[PROBLEM DETAILS]: Using only the records, tally the lines with "normalize" in them and state that total by itself.

╭──

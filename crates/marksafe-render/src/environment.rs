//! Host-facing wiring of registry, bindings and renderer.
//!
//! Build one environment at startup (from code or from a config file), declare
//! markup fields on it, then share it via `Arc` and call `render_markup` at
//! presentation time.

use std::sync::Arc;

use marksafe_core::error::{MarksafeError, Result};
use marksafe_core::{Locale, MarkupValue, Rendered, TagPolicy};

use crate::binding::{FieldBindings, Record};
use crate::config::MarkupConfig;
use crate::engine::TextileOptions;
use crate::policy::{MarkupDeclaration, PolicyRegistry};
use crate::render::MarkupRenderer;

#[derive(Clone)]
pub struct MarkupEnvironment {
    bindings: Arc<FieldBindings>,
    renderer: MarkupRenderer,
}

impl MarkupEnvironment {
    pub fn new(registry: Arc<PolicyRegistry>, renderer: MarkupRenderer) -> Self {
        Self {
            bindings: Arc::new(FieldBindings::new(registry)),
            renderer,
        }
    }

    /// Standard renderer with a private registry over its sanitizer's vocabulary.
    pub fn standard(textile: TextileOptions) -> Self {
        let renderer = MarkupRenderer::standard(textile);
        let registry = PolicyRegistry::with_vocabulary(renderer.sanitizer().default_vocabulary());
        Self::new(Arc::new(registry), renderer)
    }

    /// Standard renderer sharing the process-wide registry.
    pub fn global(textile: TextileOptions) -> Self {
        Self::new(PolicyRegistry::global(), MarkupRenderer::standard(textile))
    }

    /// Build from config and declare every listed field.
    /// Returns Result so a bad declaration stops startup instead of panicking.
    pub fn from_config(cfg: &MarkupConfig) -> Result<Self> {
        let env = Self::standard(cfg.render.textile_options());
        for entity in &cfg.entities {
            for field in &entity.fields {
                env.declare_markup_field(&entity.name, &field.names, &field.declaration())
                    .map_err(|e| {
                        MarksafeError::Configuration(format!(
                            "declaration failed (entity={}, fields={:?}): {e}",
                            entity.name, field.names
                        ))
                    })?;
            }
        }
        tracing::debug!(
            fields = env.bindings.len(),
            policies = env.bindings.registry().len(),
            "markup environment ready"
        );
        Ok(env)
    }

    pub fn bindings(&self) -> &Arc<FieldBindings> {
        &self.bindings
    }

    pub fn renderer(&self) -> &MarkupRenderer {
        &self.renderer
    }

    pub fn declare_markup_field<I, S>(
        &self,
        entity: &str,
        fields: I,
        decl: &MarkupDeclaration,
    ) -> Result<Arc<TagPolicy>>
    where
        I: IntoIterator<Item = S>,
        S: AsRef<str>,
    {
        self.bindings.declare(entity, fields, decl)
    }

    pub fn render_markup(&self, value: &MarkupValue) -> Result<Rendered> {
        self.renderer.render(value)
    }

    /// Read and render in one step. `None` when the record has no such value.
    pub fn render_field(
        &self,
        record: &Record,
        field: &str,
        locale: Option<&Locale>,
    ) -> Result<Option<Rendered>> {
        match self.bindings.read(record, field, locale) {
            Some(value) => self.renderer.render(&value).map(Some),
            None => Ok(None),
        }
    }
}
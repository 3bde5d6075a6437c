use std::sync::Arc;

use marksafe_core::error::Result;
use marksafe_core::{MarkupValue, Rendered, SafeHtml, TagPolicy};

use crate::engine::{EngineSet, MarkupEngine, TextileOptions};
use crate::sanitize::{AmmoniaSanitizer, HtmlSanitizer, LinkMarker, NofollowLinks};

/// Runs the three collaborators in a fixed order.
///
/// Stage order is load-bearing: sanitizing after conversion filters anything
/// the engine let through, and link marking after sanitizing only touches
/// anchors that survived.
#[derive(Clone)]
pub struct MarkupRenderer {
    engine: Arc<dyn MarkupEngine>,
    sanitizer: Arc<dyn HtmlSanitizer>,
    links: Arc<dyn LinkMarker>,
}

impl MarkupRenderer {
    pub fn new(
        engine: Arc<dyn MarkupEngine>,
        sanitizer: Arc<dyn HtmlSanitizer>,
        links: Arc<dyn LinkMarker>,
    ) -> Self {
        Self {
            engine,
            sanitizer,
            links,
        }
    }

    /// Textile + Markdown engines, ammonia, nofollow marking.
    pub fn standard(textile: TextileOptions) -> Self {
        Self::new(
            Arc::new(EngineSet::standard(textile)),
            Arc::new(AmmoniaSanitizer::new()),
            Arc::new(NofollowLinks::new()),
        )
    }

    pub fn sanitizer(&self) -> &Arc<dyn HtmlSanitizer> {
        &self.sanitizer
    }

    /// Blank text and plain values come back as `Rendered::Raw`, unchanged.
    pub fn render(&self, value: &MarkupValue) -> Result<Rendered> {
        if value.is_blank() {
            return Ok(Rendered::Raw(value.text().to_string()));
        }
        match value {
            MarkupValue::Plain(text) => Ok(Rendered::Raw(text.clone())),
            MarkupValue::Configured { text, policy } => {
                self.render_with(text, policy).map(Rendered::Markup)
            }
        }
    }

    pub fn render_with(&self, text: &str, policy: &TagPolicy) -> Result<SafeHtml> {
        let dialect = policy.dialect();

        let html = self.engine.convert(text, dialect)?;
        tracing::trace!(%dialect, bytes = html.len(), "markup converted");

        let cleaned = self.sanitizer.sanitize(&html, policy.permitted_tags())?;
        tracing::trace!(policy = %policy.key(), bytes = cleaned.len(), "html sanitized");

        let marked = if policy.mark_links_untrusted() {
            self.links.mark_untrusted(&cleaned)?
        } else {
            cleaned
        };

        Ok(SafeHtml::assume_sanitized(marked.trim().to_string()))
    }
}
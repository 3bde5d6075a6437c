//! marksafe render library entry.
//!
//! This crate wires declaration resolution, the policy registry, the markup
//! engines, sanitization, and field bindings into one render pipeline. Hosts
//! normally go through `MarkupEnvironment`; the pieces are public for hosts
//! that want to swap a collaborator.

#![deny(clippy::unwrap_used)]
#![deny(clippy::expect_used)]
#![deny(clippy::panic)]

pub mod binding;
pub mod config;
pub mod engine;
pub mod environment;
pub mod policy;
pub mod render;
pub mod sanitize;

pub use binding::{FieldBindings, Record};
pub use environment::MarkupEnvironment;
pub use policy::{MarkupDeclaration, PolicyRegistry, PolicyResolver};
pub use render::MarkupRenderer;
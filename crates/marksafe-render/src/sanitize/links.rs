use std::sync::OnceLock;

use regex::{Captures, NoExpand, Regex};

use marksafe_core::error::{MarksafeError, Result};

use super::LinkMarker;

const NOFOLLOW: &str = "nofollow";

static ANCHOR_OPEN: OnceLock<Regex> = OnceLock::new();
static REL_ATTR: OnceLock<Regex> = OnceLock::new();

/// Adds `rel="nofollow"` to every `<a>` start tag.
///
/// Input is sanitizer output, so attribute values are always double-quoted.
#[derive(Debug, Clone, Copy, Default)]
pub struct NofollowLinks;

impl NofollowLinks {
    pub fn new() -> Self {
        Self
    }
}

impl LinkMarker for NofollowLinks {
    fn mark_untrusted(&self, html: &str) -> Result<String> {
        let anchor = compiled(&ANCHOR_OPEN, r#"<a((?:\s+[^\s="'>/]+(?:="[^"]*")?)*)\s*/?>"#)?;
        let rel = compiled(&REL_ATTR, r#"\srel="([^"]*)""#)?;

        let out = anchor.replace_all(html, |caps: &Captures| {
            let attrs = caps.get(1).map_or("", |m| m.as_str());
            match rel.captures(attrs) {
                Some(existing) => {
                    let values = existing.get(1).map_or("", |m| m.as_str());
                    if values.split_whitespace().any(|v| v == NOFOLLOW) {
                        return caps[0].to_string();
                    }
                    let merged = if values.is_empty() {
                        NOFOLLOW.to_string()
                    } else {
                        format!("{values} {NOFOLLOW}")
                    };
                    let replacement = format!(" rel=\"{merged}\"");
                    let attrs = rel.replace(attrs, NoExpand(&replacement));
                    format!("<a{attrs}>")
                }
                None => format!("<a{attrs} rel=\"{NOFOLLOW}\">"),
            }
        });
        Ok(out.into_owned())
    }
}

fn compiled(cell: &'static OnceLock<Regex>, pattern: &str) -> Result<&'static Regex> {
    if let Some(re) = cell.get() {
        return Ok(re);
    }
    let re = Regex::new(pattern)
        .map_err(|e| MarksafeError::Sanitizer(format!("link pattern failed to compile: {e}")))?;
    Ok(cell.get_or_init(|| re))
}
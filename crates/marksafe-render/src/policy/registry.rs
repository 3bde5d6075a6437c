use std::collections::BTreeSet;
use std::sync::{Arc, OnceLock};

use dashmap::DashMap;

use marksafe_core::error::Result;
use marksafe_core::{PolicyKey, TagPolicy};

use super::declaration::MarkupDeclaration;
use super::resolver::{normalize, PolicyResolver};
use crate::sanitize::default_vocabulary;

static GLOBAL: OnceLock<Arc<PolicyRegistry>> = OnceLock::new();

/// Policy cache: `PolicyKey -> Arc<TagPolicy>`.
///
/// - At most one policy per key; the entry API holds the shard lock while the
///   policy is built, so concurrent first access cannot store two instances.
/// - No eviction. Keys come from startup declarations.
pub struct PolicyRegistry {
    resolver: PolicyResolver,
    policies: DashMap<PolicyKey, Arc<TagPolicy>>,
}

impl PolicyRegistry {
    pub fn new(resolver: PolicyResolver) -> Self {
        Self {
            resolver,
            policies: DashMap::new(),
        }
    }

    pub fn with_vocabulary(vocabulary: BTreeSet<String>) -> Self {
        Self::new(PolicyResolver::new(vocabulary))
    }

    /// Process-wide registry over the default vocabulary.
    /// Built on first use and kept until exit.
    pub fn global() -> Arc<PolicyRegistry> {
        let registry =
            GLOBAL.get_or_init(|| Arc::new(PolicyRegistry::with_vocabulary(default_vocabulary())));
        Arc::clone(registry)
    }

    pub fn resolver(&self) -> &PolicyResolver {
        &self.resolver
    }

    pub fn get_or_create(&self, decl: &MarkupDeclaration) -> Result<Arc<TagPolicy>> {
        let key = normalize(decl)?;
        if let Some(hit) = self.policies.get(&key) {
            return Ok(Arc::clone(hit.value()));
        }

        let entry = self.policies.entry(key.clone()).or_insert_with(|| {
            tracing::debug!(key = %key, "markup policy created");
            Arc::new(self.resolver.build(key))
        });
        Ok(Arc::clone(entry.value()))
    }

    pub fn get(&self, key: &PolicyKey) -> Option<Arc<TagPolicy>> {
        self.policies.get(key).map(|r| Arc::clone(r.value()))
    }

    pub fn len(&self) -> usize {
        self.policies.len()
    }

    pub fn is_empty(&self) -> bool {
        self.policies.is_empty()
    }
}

╰──

[YOUR RESPONSE]: 2